Enzyme replacement therapy is approved in the United States and may ameliorate clinical symptoms. Enzyme replacement therapies are available for all age groups (ie, infantile [early onset] or late onset [juvenile/adult]) affected by Pompe disease.
Replaces rhGAA, which is deficient or lacking in persons with Pompe disease. Alpha-glucosidase is essential for normal muscle development and function. It binds to mannose-6-phosphate receptors and then is transported into lysosomes, then undergoes proteolytic cleavage that results in increased enzymatic activity and ability to cleave glycogen. Infant survival is improved without requiring invasive ventilatory support compared with historical controls without treatment.
Myozyme has been shown to improve ventilator-free survival in patients with infantile-onset Pompe disease compared with untreated historical controls. It has not been adequately studied for treatment of other forms of Pompe disease. Lumizyme is indicated for infantile-onset Pompe disease and also for late (non-infantile) Pompe disease.
Indicated for treatment of patients aged 1 year and older with late-onset Pompe disease.
Indicated in combination with miglustat (Opfolda) for adults with late-onset Pompe disease (lysosomal acid alpha-glucosidase [GAA] deficiency) who weigh ≥40 kg and are not improving on their current enzyme replacement therapy (ERT).
Cipaglucosidase alfa is an rhGAA with optimized carbohydrate structures to enhance uptake into muscle cells. It is used with miglustat, which binds with, stabilizes, and reduces inactivation of cipaglucosidase alfa in blood.
Miglustat binds with, stabilizes, and reduces inactivation of cipaglucosidase alfa in the blood after infusion. Bound miglustat is dissociated from cipaglucosidase alfa after it is internalized and transported into lysosomes. Miglustat alone has no pharmacological activity in cleaving glycogen.
Indicated in combination with cipaglucosidase alfa, a hydrolytic lysosomal glycogen-specific enzyme, for adults with late-onset Pompe disease (lysosomal acid alpha-glucosidase [GAA] deficiency) weighing ≥40 kg who are not improving on their current enzyme replacement therapy (ERT).

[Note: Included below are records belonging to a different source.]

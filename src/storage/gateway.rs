//! The single writer of a running session
//!
//! Every durable effect of a session goes through [`PersistenceGateway`]. With
//! `save-to-database` off the gateway still reads the store and classifies
//! candidates, but writes land in an in-memory overlay instead, so a dry run
//! reports exactly the totals a saving run would.

use crate::crawler::{Classification, Deduplicator};
use crate::record::{CandidateRecord, ChurchRecord};
use crate::state::{SessionStatus, SessionTotals};
use crate::storage::{
    ChurchFilter, ScrapeErrorRecord, ScrapeSessionRecord, SessionSummary, SqliteStorage, Storage,
    StorageError, StorageResult,
};
use std::collections::HashMap;
use std::sync::{Arc, Mutex, MutexGuard};
use tracing::debug;

/// Serialized access to the shared store for one session
pub struct PersistenceGateway {
    store: Arc<Mutex<SqliteStorage>>,
    save: bool,
    overlay: Mutex<HashMap<String, ChurchRecord>>,
}

impl PersistenceGateway {
    /// Creates a gateway
    ///
    /// # Arguments
    ///
    /// * `store` - The shared store
    /// * `save` - When false, nothing is written to `store`
    pub fn new(store: Arc<Mutex<SqliteStorage>>, save: bool) -> Self {
        Self {
            store,
            save,
            overlay: Mutex::new(HashMap::new()),
        }
    }

    /// Returns true if writes reach the store
    pub fn is_saving(&self) -> bool {
        self.save
    }

    fn lock(&self) -> StorageResult<MutexGuard<'_, SqliteStorage>> {
        self.store
            .lock()
            .map_err(|_| StorageError::Database("store lock poisoned".to_string()))
    }

    /// Classifies a candidate and commits the outcome in one step
    ///
    /// Lookup, classification and upsert run under the store lock inside an
    /// immediate transaction, so two in-flight tasks yielding the same key can
    /// never both see it as absent.
    ///
    /// # Returns
    ///
    /// The classification that was committed. For `New`, the record carries
    /// its assigned id.
    pub fn commit(
        &self,
        candidate: &CandidateRecord,
        dedup: &Deduplicator,
        session_id: &str,
    ) -> StorageResult<Classification> {
        let key = candidate.dedup_key();
        let mut store = self.lock()?;

        if !self.save {
            return self.commit_to_overlay(&store, &key, candidate, dedup, session_id);
        }

        store.immediate(|s| {
            let existing = if dedup.is_enabled() {
                s.find_church_by_key(&key)?
            } else {
                None
            };

            let mut classification = dedup.classify(candidate, existing.as_ref(), session_id);
            match &mut classification {
                Classification::New(record) => record.id = s.upsert_church(record)?,
                Classification::Update { merged, .. } => {
                    s.upsert_church(merged)?;
                }
                Classification::Duplicate { .. } => {}
            }
            Ok(classification)
        })
    }

    fn commit_to_overlay(
        &self,
        store: &SqliteStorage,
        key: &str,
        candidate: &CandidateRecord,
        dedup: &Deduplicator,
        session_id: &str,
    ) -> StorageResult<Classification> {
        let mut overlay = self
            .overlay
            .lock()
            .map_err(|_| StorageError::Database("overlay lock poisoned".to_string()))?;

        let existing = if dedup.is_enabled() {
            match overlay.get(key) {
                Some(record) => Some(record.clone()),
                None => store.find_church_by_key(key)?,
            }
        } else {
            None
        };

        let mut classification = dedup.classify(candidate, existing.as_ref(), session_id);
        match &mut classification {
            Classification::New(record) => {
                record.id = -(overlay.len() as i64 + 1);
                overlay.insert(key.to_string(), record.clone());
            }
            Classification::Update { merged, .. } => {
                overlay.insert(key.to_string(), merged.clone());
            }
            Classification::Duplicate { .. } => {}
        }

        debug!(key, outcome = classification.label(), "Dry-run classification");
        Ok(classification)
    }

    /// Appends a row to the error log
    pub fn record_error(&self, error: &ScrapeErrorRecord) -> StorageResult<()> {
        if !self.save {
            return Ok(());
        }
        self.lock()?.insert_error(error)?;
        Ok(())
    }

    /// Adds `delta` to the stored session counters
    pub fn update_session_totals(&self, session_id: &str, delta: &SessionTotals) -> StorageResult<()> {
        if !self.save {
            return Ok(());
        }
        self.lock()?.add_session_totals(session_id, delta)
    }

    pub fn create_session(&self, session: &ScrapeSessionRecord) -> StorageResult<()> {
        if !self.save {
            return Ok(());
        }
        self.lock()?.create_session(session)
    }

    pub fn update_session_status(&self, session_id: &str, status: SessionStatus) -> StorageResult<()> {
        if !self.save {
            return Ok(());
        }
        self.lock()?.update_session_status(session_id, status)
    }

    pub fn finish_session(
        &self,
        session_id: &str,
        status: SessionStatus,
        error_message: Option<&str>,
    ) -> StorageResult<()> {
        if !self.save {
            return Ok(());
        }
        self.lock()?.finish_session(session_id, status, error_message)
    }

    // ===== Read surface =====

    pub fn search_churches(&self, filter: &ChurchFilter) -> StorageResult<Vec<ChurchRecord>> {
        self.lock()?.search_churches(filter)
    }

    pub fn list_sessions(&self, limit: usize) -> StorageResult<Vec<SessionSummary>> {
        self.lock()?.list_sessions(limit)
    }

    pub fn errors_for_session(&self, session_id: &str) -> StorageResult<Vec<ScrapeErrorRecord>> {
        self.lock()?.errors_for_session(session_id)
    }
}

Counsel parents of children with glycogen-storage disease type II (GSD II) regarding the autosomal-recessive inheritance pattern and the 25% recurrence risk for each subsequent pregnancy. Provide options for prenatal diagnosis with subsequent pregnancies.[28]
Chorionic villus sampling (CVS) and amniocentesis both can be used to determine GAA enzyme activity in a fetus. CVS enables prenatal diagnoses as early as 10 weeks' gestation.
Emphasize the genetic basis to family members and encourage communication among family members. Molecular genetic testing for at-risk family members is available if the pathogenic GAA variants have been identified.
The major complication among individuals with infantile-onset Pompe disease is aspiration pneumonia.